Bank of America prices $104.2 million notes linked to S&P; generous upside, but no protection

By Emma Trincal

New York, Nov.2 - Bank of America Corp. priced $104.2 million step up notes linked to the S&P 500 index, in a deal financial advisers said offered an attractive upside opportunity for investors who have a positive outlook on the market. However, they also stressed the risks involved with a structure that offers no downside protection.

"If somebody has a positive view on the market and believes that the S&P index will be up in two years, then I think it's a pretty decent deal," said Kirk Chisholm, principal and wealth manager at NUA Advisors, an independent registered advisory firm in Lexington, Mass.

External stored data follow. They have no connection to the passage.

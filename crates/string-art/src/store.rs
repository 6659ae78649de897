//! Saved patterns and the storage capability hosts provide.
//!
//! The library never touches a disk or a database itself: a host implements
//! [`PatternStore`] and the helpers here turn engines into [`SavedPattern`]s
//! and back.

use serde::{Deserialize, Serialize};
use thiserror::Error;

use crate::engine::{Artwork, PatternError};
use crate::patterns::Pattern;

#[derive(Debug, Error)]
pub enum StoreError {
    #[error("no saved pattern named {0:?}")]
    NotFound(String),
    #[error("store I/O failed: {0}")]
    Io(#[from] std::io::Error),
    #[error("store file is malformed: {0}")]
    Format(String),
    #[error(transparent)]
    Pattern(#[from] PatternError),
}

/// One named configuration, the unit a store keeps.
#[derive(Debug, Clone, PartialEq, Serialize, Deserialize)]
pub struct SavedPattern {
    pub name: String,
    /// Pattern id, as in share links.
    pub pattern: String,
    /// Serialized config string.
    #[serde(default)]
    pub config: String,
    /// RFC 3339 timestamp.
    pub saved_at: String,
}

impl SavedPattern {
    /// Snapshot `art` under `name`.
    pub fn from_artwork(name: impl Into<String>, art: &dyn Artwork, saved_at: impl Into<String>) -> Self {
        Self {
            name: name.into(),
            pattern: art.id().to_string(),
            config: art.serialize_config(),
            saved_at: saved_at.into(),
        }
    }

    /// A fresh engine with this config applied.
    pub fn restore(&self) -> Result<Box<dyn Artwork>, PatternError> {
        let pattern = Pattern::from_name(&self.pattern)
            .ok_or_else(|| PatternError::UnknownPattern(self.pattern.clone()))?;
        pattern.restore(&self.config)
    }
}

/// Named-configuration storage.
pub trait PatternStore {
    /// Every saved pattern, oldest first.
    fn list(&self) -> Result<Vec<SavedPattern>, StoreError>;

    fn load(&self, name: &str) -> Result<SavedPattern, StoreError> {
        self.list()?
            .into_iter()
            .find(|saved| saved.name == name)
            .ok_or_else(|| StoreError::NotFound(name.to_string()))
    }

    /// Insert, or replace the entry with the same name.
    fn save(&mut self, pattern: SavedPattern) -> Result<(), StoreError>;

    fn delete(&mut self, name: &str) -> Result<(), StoreError>;
}

/// Load `name` from `store` and rebuild its engine.
pub fn load_artwork(store: &dyn PatternStore, name: &str) -> Result<Box<dyn Artwork>, StoreError> {
    let saved = store.load(name)?;
    log::debug!("restoring {:?} ({}, config {:?})", saved.name, saved.pattern, saved.config);
    Ok(saved.restore()?)
}
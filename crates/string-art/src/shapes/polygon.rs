//! Regular polygons with nails along their sides.
//!
//! Side `s` runs from vertex `s` to vertex `s + 1`; its nails start at the
//! first vertex and stop one spacing short of the second (which is nail 0 of
//! the next side). With `draw_center`, a center nail and radial nails toward
//! every vertex follow the side nails.

use crate::geometry::{BoundingRect, Dimensions, PI2, Point};
use crate::nails::NailKey;

use super::{Shape, ShapeError, UniqueKeyFn, key_for};

use std::f64::consts::PI;

#[derive(Debug, Clone, PartialEq)]
pub struct PolygonConfig {
    pub sides: usize,
    pub nails_per_side: usize,
    pub size: Dimensions,
    pub margin: f64,
    /// Fraction of a full turn.
    pub rotation: f64,
    pub center: Option<Point>,
    pub radius: Option<f64>,
    /// Scale up so the rotated outline fills the area inside the margins.
    pub fit_size: bool,
    pub draw_center: bool,
}

impl PolygonConfig {
    pub fn new(sides: usize, nails_per_side: usize, size: Dimensions) -> Self {
        Self {
            sides,
            nails_per_side,
            size,
            margin: 0.0,
            rotation: 0.0,
            center: None,
            radius: None,
            fit_size: false,
            draw_center: false,
        }
    }

    pub fn with_margin(mut self, margin: f64) -> Self {
        self.margin = margin;
        self
    }

    pub fn with_rotation(mut self, rotation: f64) -> Self {
        self.rotation = rotation;
        self
    }

    pub fn with_center(mut self, center: Point) -> Self {
        self.center = Some(center);
        self
    }

    pub fn with_radius(mut self, radius: f64) -> Self {
        self.radius = Some(radius);
        self
    }

    pub fn with_fit_size(mut self, fit_size: bool) -> Self {
        self.fit_size = fit_size;
        self
    }

    pub fn with_draw_center(mut self, draw_center: bool) -> Self {
        self.draw_center = draw_center;
        self
    }
}

#[derive(Clone)]
pub struct Polygon {
    config: PolygonConfig,
    center: Point,
    radius: f64,
    vertices: Vec<Point>,
    unique_key: Option<UniqueKeyFn>,
}

impl std::fmt::Debug for Polygon {
    fn fmt(&self, f: &mut std::fmt::Formatter<'_>) -> std::fmt::Result {
        f.debug_struct("Polygon")
            .field("config", &self.config)
            .field("radius", &self.radius)
            .finish_non_exhaustive()
    }
}

/// Unit-radius vertex `k` of a polygon, vertex 0 pointing up.
fn unit_vertex(sides: usize, rotation: f64, k: usize) -> Point {
    let angle = rotation * PI2 + k as f64 * PI2 / sides as f64;
    Point::new(angle.sin(), -angle.cos())
}

impl Polygon {
    pub fn new(config: PolygonConfig) -> Result<Self, ShapeError> {
        if config.sides < 3 {
            return Err(ShapeError::TooFewSides { shape: "polygon", min: 3, got: config.sides });
        }
        if config.nails_per_side < 1 {
            return Err(ShapeError::TooFewNails {
                shape: "polygon",
                min: 1,
                got: config.nails_per_side,
            });
        }

        let available = Dimensions::new(
            config.size.width - 2.0 * config.margin,
            config.size.height - 2.0 * config.margin,
        );
        let (mut center, mut radius) = (
            config.size.center(),
            config.radius.unwrap_or(available.min_side() / 2.0),
        );

        if config.fit_size && config.radius.is_none() {
            let unit = BoundingRect::from_points(
                (0..config.sides).map(|k| unit_vertex(config.sides, config.rotation, k)),
            )
            .ok_or(ShapeError::EmptySize { shape: "polygon" })?;
            radius = (available.width / unit.width).min(available.height / unit.height);
            // Shift so the outline, not the circumcircle, is centered.
            let offset = unit.center();
            center = Point::new(center.x - offset.x * radius, center.y - offset.y * radius);
        }
        if let Some(explicit) = config.center {
            center = explicit;
        }
        if radius.is_nan() || radius <= 0.0 {
            return Err(ShapeError::EmptySize { shape: "polygon" });
        }

        let vertices = (0..config.sides)
            .map(|k| {
                let unit = unit_vertex(config.sides, config.rotation, k);
                Point::new(center.x + unit.x * radius, center.y + unit.y * radius)
            })
            .collect();

        Ok(Self { config, center, radius, vertices, unique_key: None })
    }

    pub fn with_unique_key(mut self, hook: UniqueKeyFn) -> Self {
        self.unique_key = Some(hook);
        self
    }

    pub fn config(&self) -> &PolygonConfig {
        &self.config
    }

    pub fn sides(&self) -> usize {
        self.config.sides
    }

    pub fn nails_per_side(&self) -> usize {
        self.config.nails_per_side
    }

    pub fn radius(&self) -> f64 {
        self.radius
    }

    /// Vertex `k`, wrapping around.
    pub fn vertex(&self, k: usize) -> Point {
        self.vertices[k % self.config.sides]
    }

    pub fn side_size(&self) -> f64 {
        2.0 * self.radius * (PI / self.config.sides as f64).sin()
    }

    /// Distance from the center to the middle of a side.
    pub fn get_apothem(&self) -> f64 {
        self.radius * (PI / self.config.sides as f64).cos()
    }

    /// Radius of an inner polygon with the same number of sides, rotated by
    /// `rotation_offset` radians, whose vertices touch this polygon's sides.
    ///
    /// Valid for offsets in `[0, 2π / sides]`.
    pub fn inner_layer_radius(&self, rotation_offset: f64) -> f64 {
        self.get_apothem() / (PI / self.config.sides as f64 - rotation_offset).cos()
    }

    pub fn get_center_point(&self) -> Point {
        self.center
    }

    /// Nail `index` along side `side`, both wrapping.
    pub fn get_side_point(&self, side: usize, index: usize) -> Point {
        let nps = self.config.nails_per_side;
        let side = (side + index / nps) % self.config.sides;
        let t = (index % nps) as f64 / nps as f64;
        self.vertex(side).lerp(self.vertex(side + 1), t)
    }

    /// Radial nail `j` (1-based, `1..nails_per_side`) from the center toward
    /// vertex `side`.
    pub fn get_radial_point(&self, side: usize, j: usize) -> Point {
        let t = j as f64 / self.config.nails_per_side as f64;
        self.center.lerp(self.vertex(side), t)
    }

    fn side_nail_count(&self) -> usize {
        self.config.sides * self.config.nails_per_side
    }

    pub fn side_key(&self, side: usize, index: usize) -> NailKey {
        let nps = self.config.nails_per_side;
        let side = (side + index / nps) % self.config.sides;
        self.get_key(side * nps + index % nps)
    }

    pub fn center_key(&self) -> NailKey {
        self.get_key(self.side_nail_count())
    }

    pub fn radial_key(&self, side: usize, j: usize) -> NailKey {
        let per_radius = self.config.nails_per_side - 1;
        let side = side % self.config.sides;
        self.get_key(self.side_nail_count() + 1 + side * per_radius + (j - 1))
    }
}

impl Shape for Polygon {
    fn nail_count(&self) -> usize {
        let sides = self.side_nail_count();
        if self.config.draw_center {
            sides + 1 + self.config.sides * (self.config.nails_per_side - 1)
        } else {
            sides
        }
    }

    fn get_point(&self, index: usize) -> Point {
        let nps = self.config.nails_per_side;
        let sides = self.side_nail_count();
        if index < sides {
            return self.get_side_point(index / nps, index % nps);
        }
        if index == sides {
            return self.center;
        }
        let radial = index - sides - 1;
        let per_radius = (nps - 1).max(1);
        self.get_radial_point(radial / per_radius, radial % per_radius + 1)
    }

    fn get_key(&self, index: usize) -> NailKey {
        key_for(self.unique_key.as_ref(), index)
    }

    fn get_bounding_rect(&self) -> BoundingRect {
        BoundingRect::from_points(self.vertices.iter().copied())
            .unwrap_or_else(|| BoundingRect::from_edges(0.0, 0.0, 0.0, 0.0))
    }
}

// ============================================================================
// TESTS
// ============================================================================
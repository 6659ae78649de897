//! Declarative pattern configuration.
//!
//! A pattern describes its parameters as a tree of [`ControlConfig`]s. The
//! values live in a flat [`Config`] that always holds every leaf key of the
//! tree: anything the user never touched resolves to the control's default.

mod control;
mod serialize;
mod tree;

pub use control::{
    ControlAttr, ControlConfig, ControlType, DefaultValue, Formula, Predicate, ResolvedAttr,
    SelectOption,
};
pub use serialize::{
    deserialize_config, parse_url, pattern_url, serialize_config, PatternLink,
};
pub use tree::{
    copy_config, get_config_default_values, get_controls_index, insert_after, leaf_controls,
    map_controls, validate_controls, ControlsIndex,
};

use serde::{Deserialize, Serialize};
use std::collections::BTreeMap;
use thiserror::Error;

/// Errors from config lookups, validation, and (de)serialization.
#[derive(Debug, Error, PartialEq)]
pub enum ConfigError {
    #[error("unknown config key: {0}")]
    UnknownKey(String),
    #[error("duplicate control key: {0}")]
    DuplicateKey(String),
    #[error("invalid value for {key}: {reason}")]
    InvalidValue { key: String, reason: String },
    #[error("malformed config string at field {index}: {token:?}")]
    Malformed { index: usize, token: String },
}

/// A single config value.
///
/// `Null` marks a value that is derived from other values at render time
/// (a control whose default is a [`Formula`]).
#[derive(Debug, Clone, PartialEq, Default, Serialize, Deserialize)]
#[serde(untagged)]
pub enum ConfigValue {
    #[default]
    Null,
    Bool(bool),
    Number(f64),
    Text(String),
}

impl ConfigValue {
    pub fn as_number(&self) -> Option<f64> {
        match self {
            ConfigValue::Number(n) => Some(*n),
            _ => None,
        }
    }

    pub fn as_bool(&self) -> Option<bool> {
        match self {
            ConfigValue::Bool(b) => Some(*b),
            _ => None,
        }
    }

    pub fn as_str(&self) -> Option<&str> {
        match self {
            ConfigValue::Text(s) => Some(s),
            _ => None,
        }
    }

    pub fn is_null(&self) -> bool {
        matches!(self, ConfigValue::Null)
    }

    /// JS-like truthiness, used by `Predicate::Flag`.
    pub fn is_truthy(&self) -> bool {
        match self {
            ConfigValue::Null => false,
            ConfigValue::Bool(b) => *b,
            ConfigValue::Number(n) => *n != 0.0 && !n.is_nan(),
            ConfigValue::Text(s) => !s.is_empty(),
        }
    }
}

impl From<f64> for ConfigValue {
    fn from(value: f64) -> Self {
        ConfigValue::Number(value)
    }
}

impl From<i32> for ConfigValue {
    fn from(value: i32) -> Self {
        ConfigValue::Number(value as f64)
    }
}

impl From<usize> for ConfigValue {
    fn from(value: usize) -> Self {
        ConfigValue::Number(value as f64)
    }
}

impl From<bool> for ConfigValue {
    fn from(value: bool) -> Self {
        ConfigValue::Bool(value)
    }
}

impl From<&str> for ConfigValue {
    fn from(value: &str) -> Self {
        ConfigValue::Text(value.to_string())
    }
}

impl From<String> for ConfigValue {
    fn from(value: String) -> Self {
        ConfigValue::Text(value)
    }
}

impl std::fmt::Display for ConfigValue {
    fn fmt(&self, f: &mut std::fmt::Formatter<'_>) -> std::fmt::Result {
        match self {
            ConfigValue::Null => write!(f, "null"),
            ConfigValue::Bool(b) => write!(f, "{}", b),
            ConfigValue::Number(n) => write!(f, "{}", n),
            ConfigValue::Text(s) => write!(f, "{}", s),
        }
    }
}

/// Flat key -> value mapping.
///
/// Engine-owned configs are total over their control tree. A `Config` is also
/// used as a *partial* update (only the keys being changed), see
/// [`Config::merged`].
#[derive(Debug, Clone, PartialEq, Default, Serialize, Deserialize)]
#[serde(transparent)]
pub struct Config {
    values: BTreeMap<String, ConfigValue>,
}

impl Config {
    pub fn new() -> Self {
        Self::default()
    }

    /// Builder-style setter.
    pub fn with(mut self, key: impl Into<String>, value: impl Into<ConfigValue>) -> Self {
        self.set(key, value);
        self
    }

    /// Set a value, returning the previous one.
    pub fn set(
        &mut self,
        key: impl Into<String>,
        value: impl Into<ConfigValue>,
    ) -> Option<ConfigValue> {
        self.values.insert(key.into(), value.into())
    }

    pub fn get(&self, key: &str) -> Option<&ConfigValue> {
        self.values.get(key)
    }

    pub fn contains_key(&self, key: &str) -> bool {
        self.values.contains_key(key)
    }

    pub fn len(&self) -> usize {
        self.values.len()
    }

    pub fn is_empty(&self) -> bool {
        self.values.is_empty()
    }

    pub fn iter(&self) -> impl Iterator<Item = (&str, &ConfigValue)> {
        self.values.iter().map(|(k, v)| (k.as_str(), v))
    }

    pub fn keys(&self) -> impl Iterator<Item = &str> {
        self.values.keys().map(String::as_str)
    }

    /// `defaults` overlaid with every key of `partial`.
    pub fn merged(defaults: &Config, partial: &Config) -> Config {
        let mut merged = defaults.clone();
        for (key, value) in partial.iter() {
            merged.set(key, value.clone());
        }
        merged
    }

    /// Keys whose value differs between the two configs (either direction).
    pub fn changed_keys<'a>(&'a self, other: &'a Config) -> Vec<&'a str> {
        let mut keys: Vec<&str> = self
            .iter()
            .filter(|(k, v)| other.get(k) != Some(*v))
            .map(|(k, _)| k)
            .collect();
        keys.extend(other.keys().filter(|k| !self.contains_key(k)));
        keys
    }

    /// Only the entries that differ from `defaults`.
    pub fn without_defaults(&self, defaults: &Config) -> Config {
        let values = self
            .values
            .iter()
            .filter(|(k, v)| defaults.get(k) != Some(*v))
            .map(|(k, v)| (k.clone(), v.clone()))
            .collect();
        Config { values }
    }

    /// Numeric value; `0.0` (with a warning) for missing or non-numeric keys.
    pub fn number(&self, key: &str) -> f64 {
        match self.get(key) {
            Some(ConfigValue::Number(n)) => *n,
            Some(ConfigValue::Bool(b)) => f64::from(u8::from(*b)),
            other => {
                log::warn!("config key {:?} is not a number ({:?})", key, other);
                0.0
            }
        }
    }

    /// Numeric value as a non-negative count.
    pub fn count(&self, key: &str) -> usize {
        let n = self.number(key).round();
        if n > 0.0 { n as usize } else { 0 }
    }

    pub fn flag(&self, key: &str) -> bool {
        self.get(key).is_some_and(ConfigValue::is_truthy)
    }

    /// Text value; `""` for missing or non-text keys.
    pub fn text(&self, key: &str) -> &str {
        self.get(key).and_then(ConfigValue::as_str).unwrap_or("")
    }
}

impl<K: Into<String>, V: Into<ConfigValue>> FromIterator<(K, V)> for Config {
    fn from_iter<T: IntoIterator<Item = (K, V)>>(iter: T) -> Self {
        let mut config = Config::new();
        for (k, v) in iter {
            config.set(k, v);
        }
        config
    }
}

Bank of America priced $104.2 million of 0% market-linked step up notes due Oct. 28, 2011 linked to the S&P 500 index, according to a 424B2 filing with the Securities and Exchange Commission

If the index finishes at or above initial level, the payout at maturity will be par plus the greater of the index return and 22.6%. However, if the index value decreases during the term, investors will lose some of their principal in proportion to the index loss.

Great for bulls

Chisholm noted that the notes are a good tool way for investors to enhance returns as long as the market goes up. No matter how much the market gain may be at maturity, investors would be getting a minimum of 22.6% return for the term, making this deal "attractive" for anyone even slightly bullish on the market, he said.

"It doesn't matter what the index does, as long as it's positive," Chisholm said. "Your minimum annual return would be 11.3% even if the index increases only by a small amount. If somebody thinks that in two years the market will be greater than now, then it's an excellent type of product," he said.

Others agreed that as long as one is bullish, even moderately so, the product gives investors an attractive upside return.

"This is a view-based product," said Irene Aldridge, managing partner at Able Alpha Trading Ltd., a New York registered advisory firm that caters to endowments, foundations and high-net-worth individuals. "It's a very smart package for people believing the market is going to rise."

Distribution factor

Commenting on the size of the transaction, Aldridge said that "Bank of America has a great distribution network. They're one of the best shops."

"The Merrill Lynch/Bank of America merger has brought together a very large distribution network and when the product makes sense, they can distribute large issues quickly. But regardless of the size of your salesforce, you still have to show a product that makes sense for the investor in order to bring those large deals to market," said Chisholm.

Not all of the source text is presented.